### ACTIVITY
Collect every line below that contains the word "first".

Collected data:
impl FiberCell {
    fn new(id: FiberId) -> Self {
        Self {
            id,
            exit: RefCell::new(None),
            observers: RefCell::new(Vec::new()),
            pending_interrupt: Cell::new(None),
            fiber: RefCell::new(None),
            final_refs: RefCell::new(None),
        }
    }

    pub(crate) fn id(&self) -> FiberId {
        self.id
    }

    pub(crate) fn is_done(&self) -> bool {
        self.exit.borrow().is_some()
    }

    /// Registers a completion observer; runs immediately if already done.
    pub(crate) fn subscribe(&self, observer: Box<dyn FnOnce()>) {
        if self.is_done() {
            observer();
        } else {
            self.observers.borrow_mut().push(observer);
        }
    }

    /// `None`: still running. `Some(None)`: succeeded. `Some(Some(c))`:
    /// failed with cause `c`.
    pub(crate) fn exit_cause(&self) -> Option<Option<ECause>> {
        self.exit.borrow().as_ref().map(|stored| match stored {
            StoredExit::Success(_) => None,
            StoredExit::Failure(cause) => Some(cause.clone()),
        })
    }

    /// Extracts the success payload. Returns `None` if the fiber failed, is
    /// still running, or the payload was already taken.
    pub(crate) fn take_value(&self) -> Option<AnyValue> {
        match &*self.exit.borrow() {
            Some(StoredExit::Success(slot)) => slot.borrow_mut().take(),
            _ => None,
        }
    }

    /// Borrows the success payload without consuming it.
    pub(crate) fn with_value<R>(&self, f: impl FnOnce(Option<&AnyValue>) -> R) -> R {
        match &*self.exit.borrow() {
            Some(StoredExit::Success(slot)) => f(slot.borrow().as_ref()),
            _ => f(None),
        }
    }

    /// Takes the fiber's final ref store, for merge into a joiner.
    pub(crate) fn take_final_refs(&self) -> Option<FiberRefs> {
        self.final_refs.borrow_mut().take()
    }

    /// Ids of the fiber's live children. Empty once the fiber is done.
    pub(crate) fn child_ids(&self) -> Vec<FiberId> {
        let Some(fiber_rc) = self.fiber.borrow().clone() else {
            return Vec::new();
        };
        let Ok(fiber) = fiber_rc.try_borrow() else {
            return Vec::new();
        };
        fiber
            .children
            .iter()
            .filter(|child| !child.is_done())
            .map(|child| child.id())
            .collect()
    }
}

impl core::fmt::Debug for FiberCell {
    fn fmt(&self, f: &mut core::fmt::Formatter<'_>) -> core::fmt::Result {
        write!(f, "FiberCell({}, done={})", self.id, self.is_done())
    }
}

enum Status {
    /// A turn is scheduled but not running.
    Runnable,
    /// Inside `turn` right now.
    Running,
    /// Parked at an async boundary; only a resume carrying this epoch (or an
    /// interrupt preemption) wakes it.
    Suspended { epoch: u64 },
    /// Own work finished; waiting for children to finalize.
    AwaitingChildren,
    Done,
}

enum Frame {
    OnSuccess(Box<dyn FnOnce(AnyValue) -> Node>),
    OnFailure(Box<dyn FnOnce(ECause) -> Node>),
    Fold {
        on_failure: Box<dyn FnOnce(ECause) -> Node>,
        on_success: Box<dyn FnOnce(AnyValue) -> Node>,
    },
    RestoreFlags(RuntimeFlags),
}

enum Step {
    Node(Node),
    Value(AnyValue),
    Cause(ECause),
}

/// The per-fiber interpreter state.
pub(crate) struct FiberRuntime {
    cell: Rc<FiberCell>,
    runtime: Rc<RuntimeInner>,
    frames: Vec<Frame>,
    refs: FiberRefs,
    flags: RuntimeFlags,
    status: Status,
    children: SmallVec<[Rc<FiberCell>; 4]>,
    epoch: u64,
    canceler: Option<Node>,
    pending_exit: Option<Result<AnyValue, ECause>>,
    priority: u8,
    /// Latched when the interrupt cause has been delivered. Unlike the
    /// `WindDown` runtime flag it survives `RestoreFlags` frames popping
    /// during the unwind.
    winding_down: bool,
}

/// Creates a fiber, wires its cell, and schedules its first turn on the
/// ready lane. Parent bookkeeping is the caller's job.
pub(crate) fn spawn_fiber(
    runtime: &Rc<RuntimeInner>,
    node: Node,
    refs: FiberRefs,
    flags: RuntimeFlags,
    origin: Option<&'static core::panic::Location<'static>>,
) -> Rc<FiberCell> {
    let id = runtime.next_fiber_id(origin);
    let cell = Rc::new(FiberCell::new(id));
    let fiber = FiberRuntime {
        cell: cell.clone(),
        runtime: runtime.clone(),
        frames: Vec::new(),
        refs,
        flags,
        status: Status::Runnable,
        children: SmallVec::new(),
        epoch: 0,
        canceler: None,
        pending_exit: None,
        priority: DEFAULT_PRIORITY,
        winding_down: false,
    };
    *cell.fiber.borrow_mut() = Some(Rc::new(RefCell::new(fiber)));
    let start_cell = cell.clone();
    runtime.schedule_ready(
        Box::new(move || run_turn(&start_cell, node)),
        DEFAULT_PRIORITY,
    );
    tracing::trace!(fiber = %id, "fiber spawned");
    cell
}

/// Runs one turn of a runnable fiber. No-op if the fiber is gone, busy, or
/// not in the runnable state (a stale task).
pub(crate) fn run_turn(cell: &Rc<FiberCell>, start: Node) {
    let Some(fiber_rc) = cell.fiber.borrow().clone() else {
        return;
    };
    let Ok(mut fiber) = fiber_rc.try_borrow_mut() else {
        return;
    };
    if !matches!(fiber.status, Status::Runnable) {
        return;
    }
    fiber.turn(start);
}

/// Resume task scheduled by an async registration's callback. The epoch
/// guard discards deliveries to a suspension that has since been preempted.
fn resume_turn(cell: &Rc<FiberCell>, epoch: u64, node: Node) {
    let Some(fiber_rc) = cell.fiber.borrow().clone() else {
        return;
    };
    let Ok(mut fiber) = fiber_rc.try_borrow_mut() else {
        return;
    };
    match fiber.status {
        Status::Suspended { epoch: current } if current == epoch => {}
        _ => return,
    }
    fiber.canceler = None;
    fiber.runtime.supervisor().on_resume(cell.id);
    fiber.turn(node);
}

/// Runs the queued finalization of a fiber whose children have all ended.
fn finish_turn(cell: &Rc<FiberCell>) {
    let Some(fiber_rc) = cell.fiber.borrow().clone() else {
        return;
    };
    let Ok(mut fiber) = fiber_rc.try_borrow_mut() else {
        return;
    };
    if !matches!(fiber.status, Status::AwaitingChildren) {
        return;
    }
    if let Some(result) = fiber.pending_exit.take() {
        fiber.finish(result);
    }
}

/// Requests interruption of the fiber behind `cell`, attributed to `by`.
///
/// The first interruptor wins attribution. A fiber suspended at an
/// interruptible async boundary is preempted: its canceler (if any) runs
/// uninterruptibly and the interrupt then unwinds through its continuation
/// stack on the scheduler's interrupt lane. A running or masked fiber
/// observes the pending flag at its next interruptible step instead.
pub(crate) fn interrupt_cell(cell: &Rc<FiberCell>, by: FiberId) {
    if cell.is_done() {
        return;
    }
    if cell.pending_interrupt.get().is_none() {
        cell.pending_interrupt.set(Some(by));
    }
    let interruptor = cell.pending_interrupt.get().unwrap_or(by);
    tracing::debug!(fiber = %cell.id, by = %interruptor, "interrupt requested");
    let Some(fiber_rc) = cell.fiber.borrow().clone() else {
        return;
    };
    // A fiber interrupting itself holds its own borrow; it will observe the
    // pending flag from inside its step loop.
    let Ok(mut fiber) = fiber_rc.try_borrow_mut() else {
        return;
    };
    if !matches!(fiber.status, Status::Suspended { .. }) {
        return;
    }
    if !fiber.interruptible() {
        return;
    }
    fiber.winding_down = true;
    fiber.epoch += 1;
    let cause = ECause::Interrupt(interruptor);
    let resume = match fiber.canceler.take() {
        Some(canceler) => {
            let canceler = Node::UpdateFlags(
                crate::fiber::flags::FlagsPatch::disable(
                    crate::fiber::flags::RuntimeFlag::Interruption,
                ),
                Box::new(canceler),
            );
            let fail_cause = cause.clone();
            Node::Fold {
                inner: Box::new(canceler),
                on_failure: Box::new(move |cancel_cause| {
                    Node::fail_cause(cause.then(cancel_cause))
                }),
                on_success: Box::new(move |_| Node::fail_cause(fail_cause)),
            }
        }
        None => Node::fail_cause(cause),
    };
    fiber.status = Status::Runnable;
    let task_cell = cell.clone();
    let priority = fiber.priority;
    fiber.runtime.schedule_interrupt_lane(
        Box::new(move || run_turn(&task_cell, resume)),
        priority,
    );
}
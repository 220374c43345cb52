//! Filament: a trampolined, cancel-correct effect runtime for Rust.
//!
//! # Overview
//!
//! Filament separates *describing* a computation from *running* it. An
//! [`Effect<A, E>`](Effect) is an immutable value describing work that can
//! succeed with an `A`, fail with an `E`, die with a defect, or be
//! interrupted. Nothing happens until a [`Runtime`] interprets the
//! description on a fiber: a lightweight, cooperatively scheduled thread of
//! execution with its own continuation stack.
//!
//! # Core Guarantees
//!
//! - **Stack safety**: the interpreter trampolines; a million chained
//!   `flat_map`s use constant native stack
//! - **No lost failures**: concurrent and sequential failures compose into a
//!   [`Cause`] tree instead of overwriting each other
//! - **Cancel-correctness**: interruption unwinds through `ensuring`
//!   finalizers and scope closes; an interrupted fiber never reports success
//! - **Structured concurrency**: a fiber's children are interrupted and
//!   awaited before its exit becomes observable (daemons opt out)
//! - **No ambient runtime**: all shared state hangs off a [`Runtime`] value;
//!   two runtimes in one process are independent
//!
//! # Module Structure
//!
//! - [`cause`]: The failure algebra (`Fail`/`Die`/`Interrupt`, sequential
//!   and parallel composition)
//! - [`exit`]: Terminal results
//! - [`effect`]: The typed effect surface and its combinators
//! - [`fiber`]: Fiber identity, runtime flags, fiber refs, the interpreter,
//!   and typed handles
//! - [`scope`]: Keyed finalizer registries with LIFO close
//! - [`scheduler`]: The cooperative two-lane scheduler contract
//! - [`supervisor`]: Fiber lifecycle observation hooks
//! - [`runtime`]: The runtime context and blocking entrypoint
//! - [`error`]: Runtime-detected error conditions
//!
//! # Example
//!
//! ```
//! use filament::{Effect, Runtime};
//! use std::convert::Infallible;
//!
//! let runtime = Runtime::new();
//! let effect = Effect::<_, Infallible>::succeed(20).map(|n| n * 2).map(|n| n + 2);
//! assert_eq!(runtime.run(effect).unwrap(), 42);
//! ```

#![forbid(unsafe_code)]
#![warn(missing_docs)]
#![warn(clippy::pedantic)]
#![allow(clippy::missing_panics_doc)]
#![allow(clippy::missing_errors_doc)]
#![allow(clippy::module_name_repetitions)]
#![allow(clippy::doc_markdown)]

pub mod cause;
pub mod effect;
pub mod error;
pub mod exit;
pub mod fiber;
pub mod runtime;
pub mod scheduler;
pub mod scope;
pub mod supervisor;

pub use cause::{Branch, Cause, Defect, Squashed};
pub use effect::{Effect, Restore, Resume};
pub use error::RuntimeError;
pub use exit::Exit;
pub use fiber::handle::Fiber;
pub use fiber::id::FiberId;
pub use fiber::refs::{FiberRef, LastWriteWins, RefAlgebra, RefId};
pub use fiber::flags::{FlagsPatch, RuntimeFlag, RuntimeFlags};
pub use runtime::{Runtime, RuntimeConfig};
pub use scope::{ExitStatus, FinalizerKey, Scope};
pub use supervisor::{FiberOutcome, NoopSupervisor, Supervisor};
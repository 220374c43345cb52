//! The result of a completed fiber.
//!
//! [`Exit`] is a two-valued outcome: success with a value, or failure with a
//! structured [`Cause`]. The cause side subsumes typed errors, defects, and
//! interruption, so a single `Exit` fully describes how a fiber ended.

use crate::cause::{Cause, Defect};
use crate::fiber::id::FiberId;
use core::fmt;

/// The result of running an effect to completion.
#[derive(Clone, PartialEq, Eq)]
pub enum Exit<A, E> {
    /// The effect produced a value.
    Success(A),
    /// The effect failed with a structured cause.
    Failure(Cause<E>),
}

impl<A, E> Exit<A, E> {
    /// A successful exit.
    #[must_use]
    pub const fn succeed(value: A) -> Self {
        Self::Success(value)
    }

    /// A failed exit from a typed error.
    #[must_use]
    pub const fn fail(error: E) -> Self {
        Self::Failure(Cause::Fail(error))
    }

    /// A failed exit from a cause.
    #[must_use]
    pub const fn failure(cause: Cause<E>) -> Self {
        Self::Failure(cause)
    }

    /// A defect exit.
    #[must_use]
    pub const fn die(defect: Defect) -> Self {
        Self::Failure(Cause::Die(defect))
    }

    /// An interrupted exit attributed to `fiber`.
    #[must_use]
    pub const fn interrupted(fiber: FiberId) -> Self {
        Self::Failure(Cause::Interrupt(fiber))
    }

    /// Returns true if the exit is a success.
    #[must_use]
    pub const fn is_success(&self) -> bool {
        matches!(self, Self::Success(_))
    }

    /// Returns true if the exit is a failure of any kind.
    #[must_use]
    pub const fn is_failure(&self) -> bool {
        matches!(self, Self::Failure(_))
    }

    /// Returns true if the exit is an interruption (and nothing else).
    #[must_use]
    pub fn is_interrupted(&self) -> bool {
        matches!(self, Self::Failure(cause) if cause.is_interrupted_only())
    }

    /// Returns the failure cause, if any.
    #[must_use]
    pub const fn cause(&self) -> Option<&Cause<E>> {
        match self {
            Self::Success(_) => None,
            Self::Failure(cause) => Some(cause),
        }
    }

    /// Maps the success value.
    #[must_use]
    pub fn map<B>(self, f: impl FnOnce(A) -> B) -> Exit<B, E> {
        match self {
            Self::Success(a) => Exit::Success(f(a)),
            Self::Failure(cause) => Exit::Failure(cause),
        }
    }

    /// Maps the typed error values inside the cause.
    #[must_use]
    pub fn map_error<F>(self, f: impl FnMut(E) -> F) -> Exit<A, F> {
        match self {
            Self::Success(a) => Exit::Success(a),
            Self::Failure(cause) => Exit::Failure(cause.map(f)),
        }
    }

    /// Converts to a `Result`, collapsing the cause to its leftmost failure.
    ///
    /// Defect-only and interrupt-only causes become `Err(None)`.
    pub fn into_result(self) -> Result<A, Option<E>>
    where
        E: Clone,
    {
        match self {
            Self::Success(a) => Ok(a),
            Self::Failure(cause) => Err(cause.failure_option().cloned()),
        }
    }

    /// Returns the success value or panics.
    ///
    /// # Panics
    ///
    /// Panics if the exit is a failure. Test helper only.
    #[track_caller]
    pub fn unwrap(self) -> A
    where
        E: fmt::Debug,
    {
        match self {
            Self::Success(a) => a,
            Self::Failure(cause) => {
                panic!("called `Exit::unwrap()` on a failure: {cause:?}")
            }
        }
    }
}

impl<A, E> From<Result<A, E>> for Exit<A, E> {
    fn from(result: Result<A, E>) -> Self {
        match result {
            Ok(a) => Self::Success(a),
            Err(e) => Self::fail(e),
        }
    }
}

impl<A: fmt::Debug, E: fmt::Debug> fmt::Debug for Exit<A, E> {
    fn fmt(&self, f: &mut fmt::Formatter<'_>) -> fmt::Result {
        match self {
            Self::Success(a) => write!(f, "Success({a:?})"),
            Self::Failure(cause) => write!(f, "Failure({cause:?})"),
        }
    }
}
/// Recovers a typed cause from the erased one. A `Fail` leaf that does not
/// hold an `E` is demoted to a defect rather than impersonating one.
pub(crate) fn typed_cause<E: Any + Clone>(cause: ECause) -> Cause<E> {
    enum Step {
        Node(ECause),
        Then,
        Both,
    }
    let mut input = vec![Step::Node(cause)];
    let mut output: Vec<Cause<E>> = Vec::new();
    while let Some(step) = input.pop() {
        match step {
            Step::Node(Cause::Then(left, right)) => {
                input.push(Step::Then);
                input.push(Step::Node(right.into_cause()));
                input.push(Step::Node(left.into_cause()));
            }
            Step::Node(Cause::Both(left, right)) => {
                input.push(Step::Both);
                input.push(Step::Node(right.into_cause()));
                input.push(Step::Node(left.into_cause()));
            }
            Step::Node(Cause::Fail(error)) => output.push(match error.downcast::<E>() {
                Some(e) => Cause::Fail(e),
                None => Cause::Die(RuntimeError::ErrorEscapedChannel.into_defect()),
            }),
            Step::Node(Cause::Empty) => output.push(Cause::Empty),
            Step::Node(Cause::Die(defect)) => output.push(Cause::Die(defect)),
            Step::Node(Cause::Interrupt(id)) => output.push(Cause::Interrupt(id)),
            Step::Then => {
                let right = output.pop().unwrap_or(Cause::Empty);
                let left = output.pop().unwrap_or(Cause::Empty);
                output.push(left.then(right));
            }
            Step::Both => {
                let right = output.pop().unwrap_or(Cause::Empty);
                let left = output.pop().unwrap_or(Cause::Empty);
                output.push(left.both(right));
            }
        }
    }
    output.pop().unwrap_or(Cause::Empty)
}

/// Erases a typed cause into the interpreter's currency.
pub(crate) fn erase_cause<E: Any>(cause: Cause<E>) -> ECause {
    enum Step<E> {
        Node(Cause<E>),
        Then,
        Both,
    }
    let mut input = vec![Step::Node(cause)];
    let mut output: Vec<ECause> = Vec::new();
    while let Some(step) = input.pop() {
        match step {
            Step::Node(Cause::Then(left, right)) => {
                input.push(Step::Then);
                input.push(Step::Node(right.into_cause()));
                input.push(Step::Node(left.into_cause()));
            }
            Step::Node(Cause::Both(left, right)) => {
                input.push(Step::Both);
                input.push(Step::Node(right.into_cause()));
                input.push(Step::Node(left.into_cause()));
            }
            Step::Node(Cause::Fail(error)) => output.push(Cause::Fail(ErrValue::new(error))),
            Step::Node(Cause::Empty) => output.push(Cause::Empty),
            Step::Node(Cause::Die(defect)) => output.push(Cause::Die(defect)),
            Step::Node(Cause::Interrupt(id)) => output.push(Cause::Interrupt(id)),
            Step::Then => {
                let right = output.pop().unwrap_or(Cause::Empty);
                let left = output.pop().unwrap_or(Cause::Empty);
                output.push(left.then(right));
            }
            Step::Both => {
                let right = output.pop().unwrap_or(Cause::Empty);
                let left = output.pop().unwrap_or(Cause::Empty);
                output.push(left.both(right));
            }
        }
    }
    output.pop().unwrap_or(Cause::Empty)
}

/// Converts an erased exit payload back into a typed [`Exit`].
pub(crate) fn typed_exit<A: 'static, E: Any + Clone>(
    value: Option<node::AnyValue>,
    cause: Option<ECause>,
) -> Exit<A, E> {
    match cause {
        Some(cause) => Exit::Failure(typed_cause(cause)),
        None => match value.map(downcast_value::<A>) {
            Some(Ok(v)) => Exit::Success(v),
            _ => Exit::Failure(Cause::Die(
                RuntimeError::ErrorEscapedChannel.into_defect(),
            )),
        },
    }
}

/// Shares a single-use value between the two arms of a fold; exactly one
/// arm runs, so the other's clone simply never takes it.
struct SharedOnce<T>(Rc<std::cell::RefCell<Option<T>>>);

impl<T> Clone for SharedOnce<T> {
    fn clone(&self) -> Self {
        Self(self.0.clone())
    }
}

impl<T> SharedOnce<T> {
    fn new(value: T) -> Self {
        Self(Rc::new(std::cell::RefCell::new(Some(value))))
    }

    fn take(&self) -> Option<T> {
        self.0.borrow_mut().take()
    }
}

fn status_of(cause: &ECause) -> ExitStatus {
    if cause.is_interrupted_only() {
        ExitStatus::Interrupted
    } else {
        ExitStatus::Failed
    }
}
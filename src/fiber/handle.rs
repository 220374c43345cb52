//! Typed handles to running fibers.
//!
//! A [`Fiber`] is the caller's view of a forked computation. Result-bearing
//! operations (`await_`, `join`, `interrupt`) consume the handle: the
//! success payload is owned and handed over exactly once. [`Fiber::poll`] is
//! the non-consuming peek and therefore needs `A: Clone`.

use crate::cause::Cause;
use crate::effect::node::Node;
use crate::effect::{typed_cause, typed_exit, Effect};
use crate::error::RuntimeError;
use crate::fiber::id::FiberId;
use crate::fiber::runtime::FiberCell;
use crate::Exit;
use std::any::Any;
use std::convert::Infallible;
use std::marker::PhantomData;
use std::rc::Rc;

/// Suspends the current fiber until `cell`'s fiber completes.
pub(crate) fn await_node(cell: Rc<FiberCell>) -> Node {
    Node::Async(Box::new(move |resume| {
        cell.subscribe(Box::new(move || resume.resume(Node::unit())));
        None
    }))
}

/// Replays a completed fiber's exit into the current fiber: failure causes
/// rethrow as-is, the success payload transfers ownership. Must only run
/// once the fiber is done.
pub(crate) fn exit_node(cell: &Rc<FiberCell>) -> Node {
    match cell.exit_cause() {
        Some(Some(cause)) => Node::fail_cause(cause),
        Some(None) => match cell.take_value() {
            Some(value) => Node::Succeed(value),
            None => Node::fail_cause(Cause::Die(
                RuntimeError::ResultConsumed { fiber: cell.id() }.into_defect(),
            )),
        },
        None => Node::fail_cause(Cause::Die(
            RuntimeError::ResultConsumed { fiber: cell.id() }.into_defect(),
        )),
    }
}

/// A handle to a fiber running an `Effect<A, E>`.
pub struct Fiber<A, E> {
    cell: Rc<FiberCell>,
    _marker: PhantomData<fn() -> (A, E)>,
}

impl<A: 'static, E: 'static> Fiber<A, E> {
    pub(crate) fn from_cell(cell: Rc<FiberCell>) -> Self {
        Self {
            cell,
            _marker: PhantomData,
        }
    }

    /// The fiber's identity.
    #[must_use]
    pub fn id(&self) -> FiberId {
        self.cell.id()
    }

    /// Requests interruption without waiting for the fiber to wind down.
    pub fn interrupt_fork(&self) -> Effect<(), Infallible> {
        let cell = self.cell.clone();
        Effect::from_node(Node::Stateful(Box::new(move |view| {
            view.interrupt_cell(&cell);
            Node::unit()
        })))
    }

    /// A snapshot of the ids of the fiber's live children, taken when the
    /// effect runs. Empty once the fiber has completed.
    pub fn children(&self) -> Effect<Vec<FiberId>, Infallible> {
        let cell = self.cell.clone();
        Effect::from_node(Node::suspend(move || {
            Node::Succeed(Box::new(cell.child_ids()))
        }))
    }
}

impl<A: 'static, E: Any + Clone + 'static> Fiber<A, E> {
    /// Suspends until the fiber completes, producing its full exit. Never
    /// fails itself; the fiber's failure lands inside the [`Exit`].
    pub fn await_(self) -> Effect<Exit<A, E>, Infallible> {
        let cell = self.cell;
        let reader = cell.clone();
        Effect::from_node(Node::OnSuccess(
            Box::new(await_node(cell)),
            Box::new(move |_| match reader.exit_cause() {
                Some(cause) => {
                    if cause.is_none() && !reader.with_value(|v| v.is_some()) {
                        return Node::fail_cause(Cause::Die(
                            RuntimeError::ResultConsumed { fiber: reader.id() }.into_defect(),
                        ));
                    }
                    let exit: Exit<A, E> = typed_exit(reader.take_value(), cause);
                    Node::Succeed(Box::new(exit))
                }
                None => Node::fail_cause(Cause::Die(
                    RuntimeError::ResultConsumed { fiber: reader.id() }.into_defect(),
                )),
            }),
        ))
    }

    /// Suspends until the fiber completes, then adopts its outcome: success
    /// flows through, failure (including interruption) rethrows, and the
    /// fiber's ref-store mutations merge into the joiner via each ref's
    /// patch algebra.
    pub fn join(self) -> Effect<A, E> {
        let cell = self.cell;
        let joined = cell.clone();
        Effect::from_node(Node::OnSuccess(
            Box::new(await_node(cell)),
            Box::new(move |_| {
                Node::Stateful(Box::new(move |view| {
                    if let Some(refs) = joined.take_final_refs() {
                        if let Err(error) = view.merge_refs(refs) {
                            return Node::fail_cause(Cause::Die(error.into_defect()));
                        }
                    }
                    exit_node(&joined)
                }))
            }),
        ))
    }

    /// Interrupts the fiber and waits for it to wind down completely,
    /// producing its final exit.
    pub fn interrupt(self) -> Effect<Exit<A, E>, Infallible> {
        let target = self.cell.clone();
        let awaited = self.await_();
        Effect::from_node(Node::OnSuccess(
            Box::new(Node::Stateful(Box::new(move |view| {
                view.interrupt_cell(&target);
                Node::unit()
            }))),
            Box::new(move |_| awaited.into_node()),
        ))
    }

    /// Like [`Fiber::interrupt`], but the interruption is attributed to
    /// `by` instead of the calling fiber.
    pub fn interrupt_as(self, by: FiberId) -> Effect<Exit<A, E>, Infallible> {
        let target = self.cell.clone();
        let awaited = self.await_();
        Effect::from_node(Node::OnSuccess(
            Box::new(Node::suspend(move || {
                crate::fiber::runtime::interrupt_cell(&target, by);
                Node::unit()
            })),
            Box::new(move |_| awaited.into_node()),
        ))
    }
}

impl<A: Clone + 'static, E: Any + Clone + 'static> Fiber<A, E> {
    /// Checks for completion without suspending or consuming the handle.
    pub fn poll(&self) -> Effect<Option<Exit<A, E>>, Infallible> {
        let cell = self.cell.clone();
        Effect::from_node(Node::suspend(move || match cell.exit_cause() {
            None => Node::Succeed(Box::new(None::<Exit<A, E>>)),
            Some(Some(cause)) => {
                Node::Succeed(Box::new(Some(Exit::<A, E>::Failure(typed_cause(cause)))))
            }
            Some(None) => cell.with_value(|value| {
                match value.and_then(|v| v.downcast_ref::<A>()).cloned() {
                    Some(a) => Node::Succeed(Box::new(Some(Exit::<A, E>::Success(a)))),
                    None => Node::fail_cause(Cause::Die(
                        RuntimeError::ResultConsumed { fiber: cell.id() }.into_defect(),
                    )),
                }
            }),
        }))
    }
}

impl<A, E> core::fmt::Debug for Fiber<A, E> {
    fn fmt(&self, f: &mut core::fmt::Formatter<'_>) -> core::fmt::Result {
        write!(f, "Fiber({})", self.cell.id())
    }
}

### TASK ANSWER
/// Creates a fiber, wires its cell, and schedules its first turn on the
/// The first interruptor wins attribution. A fiber suspended at an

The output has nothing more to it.